**WORK INSTRUCTIONS**. Could you return every line of the records below that contains the word "change"?
(Beginning of MATERIAL SUPPLIED)
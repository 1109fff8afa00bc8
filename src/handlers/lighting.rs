//! Lighting clusters: Color Control and Ballast.

use serde_json::{json, Value};

use super::{
    round2, value_to_f64, value_to_u64, ClusterHandler, CommandDescriptor, HandlerContext,
    PollAttribute, ReportConfig, StateDelta, ZclRequest,
};

// ── Color Control (0x0300) ──────────────────────────────

const ATTR_CURRENT_HUE: u16 = 0x0000;
const ATTR_CURRENT_SATURATION: u16 = 0x0001;
const ATTR_CURRENT_X: u16 = 0x0003;
const ATTR_CURRENT_Y: u16 = 0x0004;
const ATTR_COLOR_TEMPERATURE: u16 = 0x0007;
const ATTR_COLOR_MODE: u16 = 0x0008;

const CMD_MOVE_TO_HUE_AND_SATURATION: u8 = 0x06;
const CMD_MOVE_TO_COLOR: u8 = 0x07;
const CMD_MOVE_TO_COLOR_TEMP: u8 = 0x0A;

/// Colour temperature conversion: `mireds = 1_000_000 / K`, rounded.
pub fn kelvin_to_mireds(kelvin: u32) -> u16 {
    (1_000_000.0 / kelvin as f64).round() as u16
}

pub fn mireds_to_kelvin(mireds: u16) -> u32 {
    if mireds == 0 {
        return 0;
    }
    (1_000_000.0 / mireds as f64).round() as u32
}

pub struct ColorControlHandler {
    ctx: HandlerContext,
}

impl ColorControlHandler {
    pub fn create(ctx: HandlerContext) -> Box<dyn ClusterHandler> {
        Box::new(Self { ctx })
    }
}

impl ClusterHandler for ColorControlHandler {
    fn name(&self) -> &'static str {
        "color_control"
    }

    fn cluster_id(&self) -> u16 {
        self.ctx.cluster
    }

    fn attribute_updated(&self, attr_id: u16, value: &Value, delta: &mut StateDelta) {
        match attr_id {
            ATTR_COLOR_TEMPERATURE => {
                if let Some(mireds) = value_to_u64(value) {
                    let mireds = mireds.min(u16::MAX as u64) as u16;
                    delta.insert("color_temp".into(), json!(mireds));
                    delta.insert("color_temp_kelvin".into(), json!(mireds_to_kelvin(mireds)));
                }
            }
            ATTR_CURRENT_X => {
                if let Some(raw) = value_to_u64(value) {
                    delta.insert("color_x".into(), json!(round2(raw as f64 / 65535.0)));
                }
            }
            ATTR_CURRENT_Y => {
                if let Some(raw) = value_to_u64(value) {
                    delta.insert("color_y".into(), json!(round2(raw as f64 / 65535.0)));
                }
            }
            ATTR_CURRENT_HUE => {
                if let Some(raw) = value_to_u64(value) {
                    delta.insert("hue".into(), json!(raw));
                }
            }
            ATTR_CURRENT_SATURATION => {
                if let Some(raw) = value_to_u64(value) {
                    delta.insert("saturation".into(), json!(raw));
                }
            }
            ATTR_COLOR_MODE => {
                if let Some(raw) = value_to_u64(value) {
                    let mode = match raw {
                        0 => "hs",
                        1 => "xy",
                        2 => "color_temp",
                        _ => "unknown",
                    };
                    delta.insert("color_mode".into(), json!(mode));
                }
            }
            _ => {}
        }
    }

    fn report_config(&self) -> Vec<ReportConfig> {
        vec![
            ReportConfig { attr: ATTR_COLOR_TEMPERATURE, min_s: 1, max_s: 300, change: 1 },
            ReportConfig { attr: ATTR_CURRENT_X, min_s: 1, max_s: 300, change: 10 },
            ReportConfig { attr: ATTR_CURRENT_Y, min_s: 1, max_s: 300, change: 10 },
        ]
    }

    fn pollable_attributes(&self) -> Vec<PollAttribute> {
        vec![PollAttribute { attr: ATTR_COLOR_TEMPERATURE, name: "color_temp".into() }]
    }

    fn encode_command(&self, verb: &str, value: Option<&Value>) -> Option<ZclRequest> {
        let transition: u16 = 1;
        match verb {
            // Value is Kelvin; the wire wants mireds.
            "color_temp" => {
                let kelvin = value.and_then(value_to_u64)? as u32;
                if kelvin == 0 {
                    return None;
                }
                let mireds = kelvin_to_mireds(kelvin);
                let mut args = mireds.to_le_bytes().to_vec();
                args.extend_from_slice(&transition.to_le_bytes());
                Some(ZclRequest::Command { command_id: CMD_MOVE_TO_COLOR_TEMP, args })
            }
            "xy_color" => {
                let obj = value?.as_object()?;
                let x = value_to_f64(obj.get("x")?)?;
                let y = value_to_f64(obj.get("y")?)?;
                let xi = (x.clamp(0.0, 1.0) * 65535.0).round() as u16;
                let yi = (y.clamp(0.0, 1.0) * 65535.0).round() as u16;
                let mut args = xi.to_le_bytes().to_vec();
                args.extend_from_slice(&yi.to_le_bytes());
                args.extend_from_slice(&transition.to_le_bytes());
                Some(ZclRequest::Command { command_id: CMD_MOVE_TO_COLOR, args })
            }
            "hue_sat" => {
                let obj = value?.as_object()?;
                let hue = value_to_u64(obj.get("hue")?)?.min(254) as u8;
                let sat = value_to_u64(obj.get("saturation")?)?.min(254) as u8;
                let mut args = vec![hue, sat];
                args.extend_from_slice(&transition.to_le_bytes());
                Some(ZclRequest::Command { command_id: CMD_MOVE_TO_HUE_AND_SATURATION, args })
            }
            _ => None,
        }
    }

    fn commands(&self) -> Vec<CommandDescriptor> {
        vec![
            CommandDescriptor {
                command: "color_temp".into(),
                value_kind: Some("kelvin"),
                description: "Set colour temperature in Kelvin".into(),
            },
            CommandDescriptor {
                command: "xy_color".into(),
                value_kind: Some("xy"),
                description: "Set CIE xy colour".into(),
            },
        ]
    }
}

// ── Ballast (0x0301) ────────────────────────────────────

const ATTR_MIN_LEVEL: u16 = 0x0010;
const ATTR_MAX_LEVEL: u16 = 0x0011;

pub struct BallastHandler {
    ctx: HandlerContext,
}

impl BallastHandler {
    pub fn create(ctx: HandlerContext) -> Box<dyn ClusterHandler> {
        Box::new(Self { ctx })
    }
}

impl ClusterHandler for BallastHandler {
    fn name(&self) -> &'static str {
        "ballast"
    }

    fn cluster_id(&self) -> u16 {
        self.ctx.cluster
    }

    fn configurable(&self) -> bool {
        false
    }

    fn attribute_updated(&self, attr_id: u16, value: &Value, delta: &mut StateDelta) {
        match attr_id {
            ATTR_MIN_LEVEL => {
                if let Some(v) = value_to_u64(value) {
                    delta.insert("ballast_min_level_raw".into(), json!(v));
                }
            }
            ATTR_MAX_LEVEL => {
                if let Some(v) = value_to_u64(value) {
                    delta.insert("ballast_max_level_raw".into(), json!(v));
                }
            }
            _ => {}
        }
    }
}

#[cfg(test)]
mod tests {
    use super::*;
    use crate::capabilities::cluster_id as cid;
    use crate::handlers::test_context;

    #[test]
    fn mireds_kelvin_round() {
        assert_eq!(kelvin_to_mireds(4000), 250);
        assert_eq!(mireds_to_kelvin(250), 4000);
        assert_eq!(kelvin_to_mireds(2700), 370);
        assert_eq!(kelvin_to_mireds(6500), 154);
    }

    #[test]
    fn color_temp_report_carries_both_units() {
        let handler = ColorControlHandler::create(test_context(cid::COLOR_CONTROL));
        let mut delta = StateDelta::new();
        handler.attribute_updated(ATTR_COLOR_TEMPERATURE, &json!(250), &mut delta);
        assert_eq!(delta["color_temp"], json!(250));
        assert_eq!(delta["color_temp_kelvin"], json!(4000));
    }

    #[test]
    fn color_temp_command_converts_kelvin_to_mireds() {
        let handler = ColorControlHandler::create(test_context(cid::COLOR_CONTROL));
        let request = handler.encode_command("color_temp", Some(&json!(4000))).unwrap();
        match request {
            ZclRequest::Command { command_id, args } => {
                assert_eq!(command_id, CMD_MOVE_TO_COLOR_TEMP);
                assert_eq!(u16::from_le_bytes([args[0], args[1]]), 250);
            }
            other => panic!("unexpected {other:?}"),
        }
    }

    #[test]
    fn xy_report_normalises_to_unit_range() {
        let handler = ColorControlHandler::create(test_context(cid::COLOR_CONTROL));
        let mut delta = StateDelta::new();
        handler.attribute_updated(ATTR_CURRENT_X, &json!(32768), &mut delta);
        let x = delta["color_x"].as_f64().unwrap();
        assert!((x - 0.5).abs() < 0.01);
    }
}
(End of MATERIAL SUPPLIED)
**EXERCISE OUTPUT**.
            ReportConfig { attr: ATTR_COLOR_TEMPERATURE, min_s: 1, max_s: 300, change: 1 },
            ReportConfig { attr: ATTR_CURRENT_X, min_s: 1, max_s: 300, change: 10 },
            ReportConfig { attr: ATTR_CURRENT_Y, min_s: 1, max_s: 300, change: 10 },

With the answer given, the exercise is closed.